* **Material provided**
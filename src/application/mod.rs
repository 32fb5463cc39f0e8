//! Application layer - negotiation orchestration

pub mod loopback;
pub mod negotiation;
pub mod ports;

pub use loopback::LoopbackController;
pub use negotiation::{CloseReason, NegotiationController};
pub use ports::{LocalMedia, MediaPeer, PeerEvent, PeerFactory, PeerStatus};
//! Configuration management

use serde::{Deserialize, Serialize};

#[derive(Debug, Clone, Serialize, Deserialize)]
#[serde(default)]
pub struct Config {
    pub signaling: SignalingConfig,
    pub ice: IceConfig,
}

#[derive(Debug, Clone, Serialize, Deserialize)]
#[serde(default)]
pub struct SignalingConfig {
    /// WebSocket endpoint of the relay
    pub url: String,
    /// Seconds between application-level Ping messages
    pub ping_interval_secs: u64,
}

#[derive(Debug, Clone, Serialize, Deserialize)]
#[serde(default)]
pub struct IceConfig {
    pub stun_servers: Vec<String>,
}

impl Default for Config {
    fn default() -> Self {
        Self {
            signaling: SignalingConfig::default(),
            ice: IceConfig::default(),
        }
    }
}

impl Default for SignalingConfig {
    fn default() -> Self {
        Self {
            url: "ws://localhost:4000/socket".to_string(),
            ping_interval_secs: 5,
        }
    }
}

impl Default for IceConfig {
    fn default() -> Self {
        Self {
            stun_servers: vec![
                "stun:stun.l.google.com:19302".to_string(),
                "stun:stun1.l.google.com:19302".to_string(),
                "stun:stun2.l.google.com:19302".to_string(),
            ],
        }
    }
}

impl Config {
    /// Load from an optional `peercast.toml` next to the binary, with
    /// `PEERCAST_*` environment variables on top; missing values fall back
    /// to the defaults above
    pub fn load() -> Result<Self, config::ConfigError> {
        config::Config::builder()
            .add_source(config::File::with_name("peercast").required(false))
            .add_source(config::Environment::with_prefix("PEERCAST").separator("__"))
            .build()?
            .try_deserialize()
    }
}
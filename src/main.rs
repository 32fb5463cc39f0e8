use peercast::application::{CloseReason, LocalMedia, LoopbackController, NegotiationController};
use peercast::config::Config;
use peercast::infrastructure::media::SyntheticCapture;
use peercast::infrastructure::webrtc::RtcPeerFactory;
use peercast::interface::SignalingLink;
use std::sync::Arc;
use std::time::Duration;
use tokio::sync::{mpsc, watch};
use tracing::{info, Level};
use tracing_subscriber;

#[tokio::main]
async fn main() -> anyhow::Result<()> {
    // Initialize tracing
    tracing_subscriber::fmt()
        .with_max_level(Level::INFO)
        .init();

    info!("Starting Peercast");

    // Load configuration
    let config = Config::load()?;
    info!("Configuration loaded: {:?}", config);

    // `peercast loopback` wires two local peers directly; the default mode
    // negotiates through the relay
    let loopback = std::env::args().nth(1).is_some_and(|arg| arg == "loopback");
    if loopback {
        run_loopback(&config).await
    } else {
        run_relay(&config).await
    }
}

async fn run_relay(config: &Config) -> anyhow::Result<()> {
    let link = SignalingLink::connect(&config.signaling.url)
        .await?
        .with_ping_interval(Duration::from_secs(config.signaling.ping_interval_secs));

    let (outbound_tx, outbound_rx) = mpsc::unbounded_channel();
    let (inbound_tx, inbound_rx) = mpsc::unbounded_channel();
    let (shutdown_tx, shutdown_rx) = watch::channel(false);

    let link_task = tokio::spawn(link.run(outbound_rx, inbound_tx, shutdown_rx));

    let media = SyntheticCapture::capture();
    let factory = Arc::new(
        RtcPeerFactory::new(config.ice.stun_servers.clone()).with_media(media.clone()),
    );

    let mut controller = NegotiationController::new(factory, outbound_tx, shutdown_tx);
    info!(session = %controller.session_id(), "session created");
    controller.open(Box::new(media));

    tokio::select! {
        _ = controller.run(inbound_rx) => {
            info!("session ended");
        }
        _ = tokio::signal::ctrl_c() => {
            info!("interrupt received, shutting down");
        }
    }

    // No-op if the session already closed itself
    controller.stop(CloseReason::Local).await;
    let _ = link_task.await;
    Ok(())
}

async fn run_loopback(config: &Config) -> anyhow::Result<()> {
    let media = SyntheticCapture::capture();
    let caller = Arc::new(
        RtcPeerFactory::new(config.ice.stun_servers.clone()).with_media(media.clone()),
    );
    let callee = Arc::new(RtcPeerFactory::new(config.ice.stun_servers.clone()));

    let mut controller = LoopbackController::new(caller, callee);
    controller.start().await?;
    info!("loopback negotiation complete, waiting for connection");

    tokio::select! {
        _ = controller.process_events() => {
            info!("loopback session finished");
        }
        _ = tokio::signal::ctrl_c() => {
            info!("interrupt received, shutting down");
        }
    }

    controller.stop().await;
    media.stop();
    Ok(())
}
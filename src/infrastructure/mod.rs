//! Infrastructure layer - media and peer connection implementations

pub mod media;
pub mod webrtc;
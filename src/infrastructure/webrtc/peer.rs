//! Peer connection adapter over the `webrtc` crate
//!
//! `RtcPeerFactory` builds configured `RTCPeerConnection`s with their
//! observers bridged onto the application's event channel; `RtcPeer` exposes
//! the negotiation surface the controllers drive.

use crate::application::ports::{MediaPeer, PeerEvent, PeerFactory, PeerStatus};
use crate::domain::session::NegotiationRole;
use crate::domain::shared::error::SessionError;
use crate::domain::shared::result::Result;
use crate::domain::signaling::{CandidateInit, SdpType, SessionDescription};
use crate::infrastructure::media::MediaStream;
use std::sync::Arc;
use tokio::sync::mpsc;
use tracing::{debug, warn};
use webrtc::api::interceptor_registry::register_default_interceptors;
use webrtc::api::media_engine::MediaEngine;
use webrtc::api::APIBuilder;
use webrtc::ice_transport::ice_candidate::{RTCIceCandidate, RTCIceCandidateInit};
use webrtc::ice_transport::ice_server::RTCIceServer;
use webrtc::interceptor::registry::Registry;
use webrtc::peer_connection::configuration::RTCConfiguration;
use webrtc::peer_connection::peer_connection_state::RTCPeerConnectionState;
use webrtc::peer_connection::sdp::session_description::RTCSessionDescription;
use webrtc::peer_connection::RTCPeerConnection;
use webrtc::rtp_transceiver::rtp_codec::RTPCodecType;
use webrtc::track::track_local::TrackLocal;

fn rtc_err(e: webrtc::Error) -> SessionError {
    SessionError::Negotiation(e.to_string())
}

fn status_of(state: RTCPeerConnectionState) -> PeerStatus {
    match state {
        RTCPeerConnectionState::New => PeerStatus::New,
        RTCPeerConnectionState::Connecting => PeerStatus::Connecting,
        RTCPeerConnectionState::Connected => PeerStatus::Connected,
        RTCPeerConnectionState::Disconnected => PeerStatus::Disconnected,
        RTCPeerConnectionState::Failed => PeerStatus::Failed,
        RTCPeerConnectionState::Closed => PeerStatus::Closed,
        RTCPeerConnectionState::Unspecified => PeerStatus::New,
    }
}

/// Builds peer connections against the configured ICE servers
///
/// When a captured stream is attached, its tracks are added to every peer
/// this factory creates; an offerer without a stream still negotiates a
/// receive path for remote video.
pub struct RtcPeerFactory {
    stun_servers: Vec<String>,
    media: Option<Arc<MediaStream>>,
}

impl RtcPeerFactory {
    pub fn new(stun_servers: Vec<String>) -> Self {
        Self {
            stun_servers,
            media: None,
        }
    }

    pub fn with_media(mut self, media: Arc<MediaStream>) -> Self {
        self.media = Some(media);
        self
    }

    fn configuration(&self) -> RTCConfiguration {
        RTCConfiguration {
            ice_servers: vec![RTCIceServer {
                urls: self.stun_servers.clone(),
                ..Default::default()
            }],
            ..Default::default()
        }
    }
}

#[async_trait::async_trait]
impl PeerFactory for RtcPeerFactory {
    async fn create_peer(
        &self,
        role: NegotiationRole,
        events: mpsc::UnboundedSender<PeerEvent>,
    ) -> Result<Arc<dyn MediaPeer>> {
        let mut media_engine = MediaEngine::default();
        media_engine
            .register_default_codecs()
            .map_err(|e| SessionError::Media(e.to_string()))?;
        let registry = register_default_interceptors(Registry::new(), &mut media_engine)
            .map_err(|e| SessionError::Media(e.to_string()))?;

        let api = APIBuilder::new()
            .with_media_engine(media_engine)
            .with_interceptor_registry(registry)
            .build();

        let pc = Arc::new(
            api.new_peer_connection(self.configuration())
                .await
                .map_err(rtc_err)?,
        );

        let candidate_events = events.clone();
        pc.on_ice_candidate(Box::new(move |candidate: Option<RTCIceCandidate>| {
            let events = candidate_events.clone();
            Box::pin(async move {
                // None marks the end of gathering; only real candidates trickle
                let Some(candidate) = candidate else {
                    return;
                };
                match candidate.to_json() {
                    Ok(json) => {
                        let init = CandidateInit {
                            candidate: json.candidate,
                            sdp_mid: json.sdp_mid,
                            sdp_mline_index: json.sdp_mline_index,
                            username_fragment: json.username_fragment,
                        };
                        if events.send(PeerEvent::Candidate(init)).is_err() {
                            debug!("event channel closed, candidate dropped");
                        }
                    }
                    Err(e) => warn!(error = %e, "failed to serialize local candidate"),
                }
            })
        }));

        let track_events = events.clone();
        pc.on_track(Box::new(move |track, _receiver, _transceiver| {
            let events = track_events.clone();
            Box::pin(async move {
                let _ = events.send(PeerEvent::Track {
                    id: track.id(),
                    kind: track.kind().to_string(),
                });
            })
        }));

        let state_events = events;
        pc.on_peer_connection_state_change(Box::new(move |state: RTCPeerConnectionState| {
            let events = state_events.clone();
            Box::pin(async move {
                let _ = events.send(PeerEvent::StateChanged(status_of(state)));
            })
        }));

        match &self.media {
            Some(media) => {
                for track in media.tracks() {
                    let sender = pc
                        .add_track(track.clone() as Arc<dyn TrackLocal + Send + Sync>)
                        .await
                        .map_err(rtc_err)?;
                    // RTCP must be read off the sender or its buffers fill up
                    tokio::spawn(async move {
                        let mut buf = vec![0u8; 1500];
                        while let Ok((_, _)) = sender.read(&mut buf).await {}
                    });
                }
            }
            None => {
                if role == NegotiationRole::Offerer {
                    // No local tracks; the offer still has to carry a video
                    // section so the remote side can send
                    pc.add_transceiver_from_kind(RTPCodecType::Video, None)
                        .await
                        .map_err(rtc_err)?;
                }
            }
        }

        let peer: Arc<dyn MediaPeer> = Arc::new(RtcPeer { pc });
        Ok(peer)
    }
}

/// One live `RTCPeerConnection`
pub struct RtcPeer {
    pc: Arc<RTCPeerConnection>,
}

fn to_rtc(desc: SessionDescription) -> Result<RTCSessionDescription> {
    match desc.kind {
        SdpType::Offer => RTCSessionDescription::offer(desc.sdp).map_err(rtc_err),
        SdpType::Answer => RTCSessionDescription::answer(desc.sdp).map_err(rtc_err),
    }
}

#[async_trait::async_trait]
impl MediaPeer for RtcPeer {
    async fn create_offer(&self) -> Result<SessionDescription> {
        let offer = self.pc.create_offer(None).await.map_err(rtc_err)?;
        Ok(SessionDescription::offer(offer.sdp))
    }

    async fn create_answer(&self) -> Result<SessionDescription> {
        let answer = self.pc.create_answer(None).await.map_err(rtc_err)?;
        Ok(SessionDescription::answer(answer.sdp))
    }

    async fn set_local_description(&self, desc: SessionDescription) -> Result<()> {
        self.pc
            .set_local_description(to_rtc(desc)?)
            .await
            .map_err(rtc_err)
    }

    async fn set_remote_description(&self, desc: SessionDescription) -> Result<()> {
        self.pc
            .set_remote_description(to_rtc(desc)?)
            .await
            .map_err(rtc_err)
    }

    async fn add_ice_candidate(&self, candidate: CandidateInit) -> Result<()> {
        let init = RTCIceCandidateInit {
            candidate: candidate.candidate,
            sdp_mid: candidate.sdp_mid,
            sdp_mline_index: candidate.sdp_mline_index,
            username_fragment: candidate.username_fragment,
        };
        self.pc.add_ice_candidate(init).await.map_err(rtc_err)
    }

    async fn has_remote_description(&self) -> bool {
        self.pc.remote_description().await.is_some()
    }

    async fn close(&self) -> Result<()> {
        self.pc.close().await.map_err(rtc_err)
    }
}

#[cfg(test)]
mod tests {
    use super::*;

    #[test]
    fn test_state_mapping_covers_terminal_states() {
        assert_eq!(status_of(RTCPeerConnectionState::Connected), PeerStatus::Connected);
        assert_eq!(status_of(RTCPeerConnectionState::Failed), PeerStatus::Failed);
        assert_eq!(status_of(RTCPeerConnectionState::Closed), PeerStatus::Closed);
    }

    #[test]
    fn test_description_conversion_keeps_sdp_text() {
        let sdp = "v=0\r\no=- 0 0 IN IP4 127.0.0.1\r\ns=-\r\nt=0 0\r\n";
        let rtc = to_rtc(SessionDescription::offer(sdp)).unwrap();
        assert_eq!(rtc.sdp, sdp);
    }
}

* **Exercise goal**
In the records above, find the line containing "impl Default for IceConfig" and restate word for word every line from the first through that one.

* **Response box**
filename src/application/mod.rs
repository 32fb5463cc39f0e8
//! Application layer - negotiation orchestration

pub mod loopback;
pub mod negotiation;
pub mod ports;

pub use loopback::LoopbackController;
pub use negotiation::{CloseReason, NegotiationController};
pub use ports::{LocalMedia, MediaPeer, PeerEvent, PeerFactory, PeerStatus};
//! Configuration management

use serde::{Deserialize, Serialize};

#[derive(Debug, Clone, Serialize, Deserialize)]
#[serde(default)]
pub struct Config {
    pub signaling: SignalingConfig,
    pub ice: IceConfig,
}

#[derive(Debug, Clone, Serialize, Deserialize)]
#[serde(default)]
pub struct SignalingConfig {
    /// WebSocket endpoint of the relay
    pub url: String,
    /// Seconds between application-level Ping messages
    pub ping_interval_secs: u64,
}

#[derive(Debug, Clone, Serialize, Deserialize)]
#[serde(default)]
pub struct IceConfig {
    pub stun_servers: Vec<String>,
}

impl Default for Config {
    fn default() -> Self {
        Self {
            signaling: SignalingConfig::default(),
            ice: IceConfig::default(),
        }
    }
}

impl Default for SignalingConfig {
    fn default() -> Self {
        Self {
            url: "ws://localhost:4000/socket".to_string(),
            ping_interval_secs: 5,
        }
    }
}

impl Default for IceConfig {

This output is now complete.